In case this question belongs somewhere else, I would be glad to be pointed in the direction.
Edit 1: I would like to add more detail as to what my aim is. I have a set of matrices consisting of two variables $a \in \mathbb{N}, b \in \mathbb{R}.$ I want to know whether for infinitely many of them the $a^{\text{th}}$ power is positive.
Right now I'm just handpicking some matrices and checking for them to see whether this is true. I would be happy to be suggested better methods for the same.

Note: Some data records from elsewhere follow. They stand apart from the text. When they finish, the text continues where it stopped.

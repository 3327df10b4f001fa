//! Property-based tests for rejection-pattern mining

use chrono::Utc;
use draftline::demand::{rejection_patterns, NewQueueItem, QueueItem};
use draftline::types::{EntityType, QueueStatus};
use proptest::prelude::*;
use serde_json::json;

const REASONS: [&str; 4] = ["missing_legal_basis", "too_vague", "off_strategy", ""];

fn item(index: usize, reason_index: usize, rejected: bool) -> QueueItem {
    let mut item = QueueItem::new(
        format!("item-{}", index),
        NewQueueItem {
            strategic_plan_id: "plan".to_string(),
            entity_type: EntityType::ALL[index % EntityType::ALL.len()],
            prefilled_spec: json!({"title": format!("Draft {}", index)}),
            priority_score: 0.0,
        },
        Utc::now(),
    );
    if rejected {
        item.status = QueueStatus::Rejected;
        item.quality_feedback.rejection_reason = Some(REASONS[reason_index].to_string());
    }
    item
}

proptest! {
    /// Every rejected item lands in exactly one bucket, largest bucket first
    #[test]
    fn test_patterns_partition_rejected_items(
        spec in proptest::collection::vec((0usize..4, any::<bool>()), 0..40),
    ) {
        let items: Vec<QueueItem> = spec
            .iter()
            .enumerate()
            .map(|(i, (reason, rejected))| item(i, *reason, *rejected))
            .collect();
        let rejected = items.iter().filter(|i| i.status == QueueStatus::Rejected).count();

        let patterns = rejection_patterns(&items);
        let total: usize = patterns.iter().map(|p| p.count).sum();
        prop_assert_eq!(total, rejected);
        for pair in patterns.windows(2) {
            prop_assert!(pair[0].count >= pair[1].count);
        }
        for pattern in &patterns {
            prop_assert!(!pattern.reason.is_empty());
            prop_assert!(pattern.examples.len() <= pattern.count);
        }
    }
}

Edit 2: The matrices are as follows:
$$A(a,b)=\begin{pmatrix}\frac{a}{b}-1&-1&-1&-1\\ -1&\frac{a}{b}-1&-1&-1\\ 1&-1&\frac{a}{b}-1&-1&\\ -1&0&-1&\frac{a}{b}-1\end{pmatrix};\ a\in \mathbb{N}, b \in \mathbb{R}$$
I want to check whether every entry of $A(a,b)^a$ is positive for infinitely many $a$ and $b.$
You can use Wolfram Alpha.
The general syntax is matrixpower[matrix in matrix form, power] and below are examples.
Here is one with only numbers.
Here is one with variables.
If you want to give a matrix $A$ and find $A^n$, you can also use this same approach and here is an example.

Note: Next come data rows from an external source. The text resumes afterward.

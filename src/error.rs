//! Error types for the draftline generation pipeline.

use crate::types::{EntityType, QueueStatus};
use thiserror::Error;

/// Storage-related errors
#[derive(Debug, Error)]
pub enum StorageError {
    #[error("Queue item already exists: {0}")]
    DuplicateItem(String),

    #[error("Corrupt record under key {key}: {message}")]
    CorruptRecord { key: String, message: String },

    #[error("Invalid path: {0}")]
    InvalidPath(String),

    #[error("Storage I/O error: {0}")]
    IoError(#[from] std::io::Error),
}

/// Errors surfaced by pipeline operations
#[derive(Debug, Error, Clone)]
pub enum ApiError {
    #[error("Queue item not found: {0}")]
    ItemNotFound(String),

    #[error("Queue item {id} is {actual}; expected one of: {expected}")]
    TransitionRefused {
        id: String,
        actual: QueueStatus,
        expected: String,
    },

    #[error("Invalid request: {0}")]
    InvalidRequest(String),

    #[error("No generator registered for entity type '{0}'")]
    GeneratorNotRegistered(EntityType),

    #[error("Generation failed: {0}")]
    GenerationFailed(String),

    #[error("Malformed output: {0}")]
    MalformedOutput(String),

    #[error("Quality gate failed: {0}")]
    QualityGateFailed(String),

    #[error("Timed out after {seconds}s waiting for {operation}")]
    Timeout { operation: String, seconds: u64 },

    #[error("Provider error: {0}")]
    ProviderError(String),

    #[error("Provider not configured: {0}")]
    ProviderNotConfigured(String),

    #[error("Provider request failed: {0}")]
    ProviderRequestFailed(String),

    #[error("Provider authentication failed: {0}")]
    ProviderAuthFailed(String),

    #[error("Provider rate limit exceeded: {0}")]
    ProviderRateLimit(String),

    #[error("Storage error: {0}")]
    StorageError(String),

    #[error("Configuration error: {0}")]
    ConfigError(String),
}

impl From<StorageError> for ApiError {
    fn from(err: StorageError) -> Self {
        ApiError::StorageError(err.to_string())
    }
}

impl From<config::ConfigError> for ApiError {
    fn from(err: config::ConfigError) -> Self {
        ApiError::ConfigError(err.to_string())
    }
}

impl ApiError {
    /// Short machine-readable tag recorded alongside per-item failures.
    pub fn tag(&self) -> &'static str {
        match self {
            ApiError::ItemNotFound(_) => "item_not_found",
            ApiError::TransitionRefused { .. } => "transition_refused",
            ApiError::InvalidRequest(_) => "invalid_request",
            ApiError::GeneratorNotRegistered(_) => "generator_not_registered",
            ApiError::GenerationFailed(_) => "generation_failed",
            ApiError::MalformedOutput(_) => "malformed_output",
            ApiError::QualityGateFailed(_) => "quality_gate_failed",
            ApiError::Timeout { .. } => "timeout",
            ApiError::ProviderError(_)
            | ApiError::ProviderNotConfigured(_)
            | ApiError::ProviderRequestFailed(_)
            | ApiError::ProviderAuthFailed(_)
            | ApiError::ProviderRateLimit(_) => "provider_error",
            ApiError::StorageError(_) => "storage_error",
            ApiError::ConfigError(_) => "config_error",
        }
    }
}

When a matrix is diagonalizable, you can use $A^n = P D^n P^{-1}$ from the Jordan Normal Form.
You should also consider using some of the free CAS tools like SAGE or Python.
Of course, professional CAS programs have things like Mathematica - MatrixPower.

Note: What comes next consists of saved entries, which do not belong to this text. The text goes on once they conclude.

//! Generator Registry
//!
//! Fixed mapping from [`EntityType`] to a generation capability. Each
//! capability turns a partially specified draft plus strategic-plan context
//! into a complete entity, or fails. The registry never retries; callers own
//! failure handling.

use crate::error::ApiError;
use crate::types::EntityType;
use async_trait::async_trait;
use chrono::{DateTime, Utc};
use serde::{Deserialize, Serialize};
use serde_json::{Map, Value};
use std::collections::HashMap;
use std::sync::Arc;
use tracing::warn;

pub mod prompt;
pub mod provider_backed;

pub use provider_backed::ProviderGenerator;

/// A fully formed draft entity returned by a generator.
#[derive(Debug, Clone, PartialEq, Serialize, Deserialize)]
#[serde(rename_all = "camelCase")]
pub struct GeneratedEntity {
    pub id: String,
    pub entity_type: EntityType,
    pub fields: Map<String, Value>,
    pub generated_at: DateTime<Utc>,
}

impl GeneratedEntity {
    pub fn new(id: String, entity_type: EntityType, fields: Map<String, Value>) -> Self {
        Self {
            id,
            entity_type,
            fields,
            generated_at: Utc::now(),
        }
    }

    pub fn title(&self) -> Option<&str> {
        ["title", "title_en", "name"]
            .iter()
            .find_map(|key| self.fields.get(*key))
            .and_then(Value::as_str)
    }

    /// Flat JSON view: the entity fields plus `id` and `entity_type`.
    pub fn to_value(&self) -> Value {
        let mut object = self.fields.clone();
        object.insert("id".to_string(), Value::String(self.id.clone()));
        object.insert(
            "entity_type".to_string(),
            Value::String(self.entity_type.as_str().to_string()),
        );
        Value::Object(object)
    }
}

/// Reviewer feedback carried into a regeneration attempt.
#[derive(Debug, Clone, Default, PartialEq)]
pub struct RegenerationHint {
    pub notes: Option<String>,
    pub previous_rejection_reason: Option<String>,
    pub previous_improvement_notes: Option<String>,
}

/// Everything a generator receives for one queue item.
#[derive(Debug, Clone, Copy)]
pub struct GenerationInput<'a> {
    pub entity_type: EntityType,
    pub queue_item_id: &'a str,
    pub prefilled_spec: &'a Value,
    pub plan_context: &'a Value,
    pub regeneration: Option<&'a RegenerationHint>,
}

#[async_trait]
pub trait Generator: Send + Sync {
    async fn generate(&self, input: GenerationInput<'_>) -> Result<GeneratedEntity, ApiError>;
}

/// Static lookup table from entity type to generator.
#[derive(Clone, Default)]
pub struct GeneratorRegistry {
    generators: HashMap<EntityType, Arc<dyn Generator>>,
    fallback: Option<(EntityType, Arc<dyn Generator>)>,
}

impl GeneratorRegistry {
    pub fn new() -> Self {
        Self::default()
    }

    pub fn register(mut self, entity_type: EntityType, generator: Arc<dyn Generator>) -> Self {
        self.generators.insert(entity_type, generator);
        self
    }

    /// Designate the generator registered for `entity_type` as the stand-in for
    /// any type without its own entry.
    pub fn with_fallback(mut self, entity_type: EntityType) -> Result<Self, ApiError> {
        let generator = self
            .generators
            .get(&entity_type)
            .cloned()
            .ok_or(ApiError::GeneratorNotRegistered(entity_type))?;
        self.fallback = Some((entity_type, generator));
        Ok(self)
    }

    pub fn registered_types(&self) -> Vec<EntityType> {
        let mut types: Vec<EntityType> = self.generators.keys().copied().collect();
        types.sort();
        types
    }

    pub fn fallback_type(&self) -> Option<EntityType> {
        self.fallback.as_ref().map(|(t, _)| *t)
    }

    /// Resolve the generator for a type. Unregistered types fail fast unless a
    /// fallback was designated.
    pub fn resolve(&self, entity_type: EntityType) -> Result<Arc<dyn Generator>, ApiError> {
        if let Some(generator) = self.generators.get(&entity_type) {
            return Ok(Arc::clone(generator));
        }
        match &self.fallback {
            Some((fallback_type, generator)) => {
                warn!(
                    entity_type = %entity_type,
                    fallback_type = %fallback_type,
                    "No generator registered for entity type, using designated fallback"
                );
                Ok(Arc::clone(generator))
            }
            None => Err(ApiError::GeneratorNotRegistered(entity_type)),
        }
    }

    pub async fn generate(&self, input: GenerationInput<'_>) -> Result<GeneratedEntity, ApiError> {
        let generator = self.resolve(input.entity_type)?;
        generator.generate(input).await
    }
}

You can also consider a free cloud account on the Wolfram Cloud, which gives you access to Mathematica commands, which are not all in Wolfram Alpha.
Update
$A^n(a, b) = \begin{pmatrix} \dfrac{-b n \left(\dfrac{a}{b}-1\right)^n+a \left(\dfrac{a}{b}\right)^n-b \left(\dfrac{a}{b}\right)^n}{a-b} & \dfrac{2 a \left(\dfrac{a}{b}-2\right)^n-2 b \left(\dfrac{a}{b}-2\right)^n-a \left(\dfrac{a}{b}-1\right)^n-a \left(\dfrac{a}{b}\right)^n+b \left(\dfrac{a}{b}-1\right)^n+b \left(\dfrac{a}{b}\right)^n+2 b n \left(\dfrac{a}{b}-1\right)^n}{a-b} & \dfrac{2 a \left(\dfrac{a}{b}-2\right)^n-2 b \left(\dfrac{a}{b}-2\right)^n-2 a \left(\dfrac{a}{b}-1\right)^n+2 b \left(\dfrac{a}{b}-1\right)^n+b n \left(\dfrac{a}{b}-1\right)^n}{a-b} & -\dfrac{b n \left(\dfrac{a-b}{b}\right)^n}{a-b} \\ -\dfrac{b n \left(\dfrac{a-b}{b}\right)^n}{a-b} & \dfrac{2 a \left(\dfrac{a}{b}-2\right)^n-2 b \left(\dfrac{a}{b}-2\right)^n-a \left(\dfrac{a}{b}-1\right)^n+b \left(\dfrac{a}{b}-1\right)^n+2 b n \left(\dfrac{a}{b}-1\right)^n}{a-b} & \dfrac{2 a \left(\dfrac{a}{b}-2\right)^n-2 b \left(\dfrac{a}{b}-2\right)^n-2 a \left(\dfrac{a}{b}-1\right)^n+2 b \left(\dfrac{a}{b}-1\right)^n+b n \left(\dfrac{a}{b}-1\right)^n}{a-b} & -\dfrac{b n \left(\dfrac{a-b}{b}\right)^n}{a-b} \\ \dfrac{b n \left(\dfrac{a-b}{b}\right)^n}{a-b} & \dfrac{-a \left(\dfrac{a}{b}-2\right)^n+b \left(\dfrac{a}{b}-2\right)^n+a \left(\dfrac{a}{b}-1\right)^n-b \left(\dfrac{a}{b}-1\right)^n-2 b n \left(\dfrac{a}{b}-1\right)^n}{a-b} & \dfrac{-a \left(\dfrac{a}{b}-2\right)^n+b \left(\dfrac{a}{b}-2\right)^n+2 a \left(\dfrac{a}{b}-1\right)^n-2 b \left(\dfrac{a}{b}-1\right)^n-b n \left(\dfrac{a}{b}-1\right)^n}{a-b} & \dfrac{b n \left(\dfrac{a-b}{b}\right)^n}{a-b} \\ \left(\dfrac{a}{b}-1\right)^n-\left(\dfrac{a}{b}\right)^n & \left(\dfrac{a}{b}-2\right)^n-2 \left(\dfrac{a}{b}-1\right)^n+\left(\dfrac{a}{b}\right)^n & \left(\dfrac{a}{b}-2\right)^n-\left(\dfrac{a}{b}-1\right)^n & \left(-\dfrac{b-a}{b}\right)^n \\ \end{pmatrix}$
Now, you have to do cases based on $a, b$ to determine if things are positive. It may be easier to choose $a, b$ prior to taking the matrix to the $n-th$ power and seeing if you can determine it from that.